From the entries below, copy every line that has the word "state".
•••
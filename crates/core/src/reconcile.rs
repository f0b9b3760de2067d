//! Reconciliation engine
//!
//! Brings the observed container state into agreement with the declared
//! configuration, choosing the least-disruptive transition: start an existing
//! container, restart in place, recreate without rebuilding, or refuse and
//! demand a full rebuild. Runs staged lifecycle hooks and persists the
//! outcome so later invocations can re-attach without re-reading
//! configuration.

use crate::compose::{self, ComposeHelper};
use crate::config::{ConfigLoader, ConfigVariant, DevContainerConfig};
use crate::docker::{self, BuildOptions, ContainerDetails, ExecOptions, RunOptions};
use crate::dockerfile::Dockerfile;
use crate::envfile;
use crate::errors::{ComposeError, CribError, Result};
use crate::fingerprint::{classify, runtime_profile_digest, FingerprintInputs, ReconcileAction};
use crate::lifecycle::{self, HookContext, UpFlow};
use crate::plugins::{PluginContext, PluginManager};
use crate::runtime::ContainerRuntimeImpl;
use crate::state::{ReconcileResult, ServiceSummary, WorkspaceStore};
use crate::workspace::Workspace;
use chrono::Utc;
use std::collections::BTreeMap;
use std::path::{Path, PathBuf};
use tokio_util::sync::CancellationToken;
use tracing::{debug, info, instrument, warn};

/// Options for the `up` operation
#[derive(Debug, Clone, Copy, Default)]
pub struct UpOptions {
    /// Delete any existing container and create a fresh one
    pub recreate: bool,
}

/// Observed workspace state
#[derive(Debug, Clone)]
pub struct WorkspaceStatus {
    pub container: Option<ContainerDetails>,
    pub services: Vec<compose::ServiceStatus>,
}

/// An `exec` request against the workspace container
#[derive(Debug, Clone, Default)]
pub struct ExecRequest {
    pub user: Option<String>,
    pub workdir: Option<String>,
    pub env: Vec<(String, String)>,
    pub env_files: Vec<PathBuf>,
    pub privileged: bool,
    pub interactive: bool,
    pub tty: bool,
    pub command: Vec<String>,
}

/// The workspace lifecycle engine
pub struct Engine {
    runtime: ContainerRuntimeImpl,
    store: WorkspaceStore,
    plugins: PluginManager,
}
•••
• Written reply
//! Brings the observed container state into agreement with the declared
use crate::state::{ReconcileResult, ServiceSummary, WorkspaceStore};
/// Observed workspace state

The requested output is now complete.